== Work instruction ==
Starting with the first line of the records, write out each line exactly until you have included the line containing "Invalid configuration value.".

+++ Available data

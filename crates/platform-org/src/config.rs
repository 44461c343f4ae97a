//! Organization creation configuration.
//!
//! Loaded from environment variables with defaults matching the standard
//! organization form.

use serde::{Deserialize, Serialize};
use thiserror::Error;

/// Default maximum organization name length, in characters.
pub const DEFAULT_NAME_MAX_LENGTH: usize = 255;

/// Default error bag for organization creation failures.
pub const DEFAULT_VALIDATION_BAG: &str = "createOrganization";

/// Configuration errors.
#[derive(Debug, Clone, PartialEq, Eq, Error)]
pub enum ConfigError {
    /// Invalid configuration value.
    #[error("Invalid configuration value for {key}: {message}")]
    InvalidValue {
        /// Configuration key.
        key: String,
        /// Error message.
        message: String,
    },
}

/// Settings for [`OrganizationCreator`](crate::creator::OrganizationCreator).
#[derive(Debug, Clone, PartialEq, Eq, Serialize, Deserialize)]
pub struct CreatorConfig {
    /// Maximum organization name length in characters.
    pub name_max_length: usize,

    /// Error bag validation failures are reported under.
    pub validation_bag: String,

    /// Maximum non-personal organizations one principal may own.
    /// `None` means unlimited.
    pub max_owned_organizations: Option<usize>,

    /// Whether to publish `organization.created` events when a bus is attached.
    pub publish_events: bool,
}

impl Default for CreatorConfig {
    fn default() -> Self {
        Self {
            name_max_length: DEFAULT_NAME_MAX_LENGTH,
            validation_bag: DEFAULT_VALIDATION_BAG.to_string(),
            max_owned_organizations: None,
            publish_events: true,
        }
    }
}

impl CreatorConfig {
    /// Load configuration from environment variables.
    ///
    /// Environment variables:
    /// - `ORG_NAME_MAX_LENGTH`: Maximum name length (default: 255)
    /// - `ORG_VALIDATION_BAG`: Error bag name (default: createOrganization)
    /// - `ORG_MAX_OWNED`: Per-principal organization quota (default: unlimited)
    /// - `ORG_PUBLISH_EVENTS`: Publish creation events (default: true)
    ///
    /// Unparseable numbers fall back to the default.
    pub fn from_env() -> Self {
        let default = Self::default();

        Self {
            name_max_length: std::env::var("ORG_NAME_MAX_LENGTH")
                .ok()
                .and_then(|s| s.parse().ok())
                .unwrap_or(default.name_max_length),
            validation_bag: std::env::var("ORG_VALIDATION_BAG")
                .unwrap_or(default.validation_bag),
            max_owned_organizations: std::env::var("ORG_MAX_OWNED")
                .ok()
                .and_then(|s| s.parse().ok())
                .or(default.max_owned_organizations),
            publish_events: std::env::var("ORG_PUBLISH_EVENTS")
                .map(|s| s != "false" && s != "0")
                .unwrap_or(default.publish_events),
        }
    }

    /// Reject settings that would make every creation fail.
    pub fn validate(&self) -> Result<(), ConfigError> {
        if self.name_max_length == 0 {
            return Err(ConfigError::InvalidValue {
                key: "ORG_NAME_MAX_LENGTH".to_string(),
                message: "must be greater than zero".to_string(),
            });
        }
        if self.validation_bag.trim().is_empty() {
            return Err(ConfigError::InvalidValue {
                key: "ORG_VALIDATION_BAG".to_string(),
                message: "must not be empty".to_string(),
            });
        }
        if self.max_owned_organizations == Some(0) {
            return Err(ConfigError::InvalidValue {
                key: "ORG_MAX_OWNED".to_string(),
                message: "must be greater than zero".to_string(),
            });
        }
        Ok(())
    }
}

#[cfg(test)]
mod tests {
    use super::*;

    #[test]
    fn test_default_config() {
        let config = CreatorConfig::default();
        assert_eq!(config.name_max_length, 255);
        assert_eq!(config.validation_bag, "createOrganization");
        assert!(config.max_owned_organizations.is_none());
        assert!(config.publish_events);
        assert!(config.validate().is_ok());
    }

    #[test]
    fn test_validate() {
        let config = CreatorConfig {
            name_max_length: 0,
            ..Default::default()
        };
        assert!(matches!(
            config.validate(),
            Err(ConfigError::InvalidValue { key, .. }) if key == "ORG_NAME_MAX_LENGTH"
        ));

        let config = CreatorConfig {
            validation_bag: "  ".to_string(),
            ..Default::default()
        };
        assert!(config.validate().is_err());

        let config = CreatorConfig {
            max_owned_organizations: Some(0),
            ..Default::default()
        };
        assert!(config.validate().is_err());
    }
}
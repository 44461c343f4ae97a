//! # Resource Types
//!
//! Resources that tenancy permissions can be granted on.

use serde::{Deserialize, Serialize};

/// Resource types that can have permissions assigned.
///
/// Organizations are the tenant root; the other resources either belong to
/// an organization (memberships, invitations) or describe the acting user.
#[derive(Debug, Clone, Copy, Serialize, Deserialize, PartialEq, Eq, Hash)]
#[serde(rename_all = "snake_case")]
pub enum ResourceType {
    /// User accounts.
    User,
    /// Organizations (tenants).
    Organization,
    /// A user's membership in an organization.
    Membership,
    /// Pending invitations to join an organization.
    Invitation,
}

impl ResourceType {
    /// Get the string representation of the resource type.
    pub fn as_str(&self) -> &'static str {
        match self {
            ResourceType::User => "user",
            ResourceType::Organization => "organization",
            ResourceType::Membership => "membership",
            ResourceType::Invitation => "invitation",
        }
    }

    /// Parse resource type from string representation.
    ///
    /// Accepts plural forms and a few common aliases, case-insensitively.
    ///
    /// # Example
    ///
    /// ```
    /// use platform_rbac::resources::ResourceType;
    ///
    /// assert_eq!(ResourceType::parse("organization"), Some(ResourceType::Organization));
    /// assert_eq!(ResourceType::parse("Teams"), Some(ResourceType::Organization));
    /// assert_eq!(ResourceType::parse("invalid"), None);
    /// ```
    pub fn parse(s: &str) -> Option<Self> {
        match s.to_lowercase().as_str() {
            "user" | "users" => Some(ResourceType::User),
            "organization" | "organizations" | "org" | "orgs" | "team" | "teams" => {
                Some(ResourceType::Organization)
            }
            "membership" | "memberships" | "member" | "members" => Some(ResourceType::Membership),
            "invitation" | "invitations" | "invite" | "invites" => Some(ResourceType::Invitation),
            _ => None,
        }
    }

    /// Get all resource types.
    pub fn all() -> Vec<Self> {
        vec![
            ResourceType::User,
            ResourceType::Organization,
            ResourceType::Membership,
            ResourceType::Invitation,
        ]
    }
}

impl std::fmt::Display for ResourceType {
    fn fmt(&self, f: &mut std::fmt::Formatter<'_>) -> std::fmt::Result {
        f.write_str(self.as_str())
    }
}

++++++

== Answer section ==
filename crates/platform-org/src/config.rs
repository 44461c343f4ae97a
//! Organization creation configuration.
//!
//! Loaded from environment variables with defaults matching the standard
//! organization form.

use serde::{Deserialize, Serialize};
use thiserror::Error;

/// Default maximum organization name length, in characters.
pub const DEFAULT_NAME_MAX_LENGTH: usize = 255;

/// Default error bag for organization creation failures.
pub const DEFAULT_VALIDATION_BAG: &str = "createOrganization";

/// Configuration errors.
#[derive(Debug, Clone, PartialEq, Eq, Error)]
pub enum ConfigError {
    /// Invalid configuration value.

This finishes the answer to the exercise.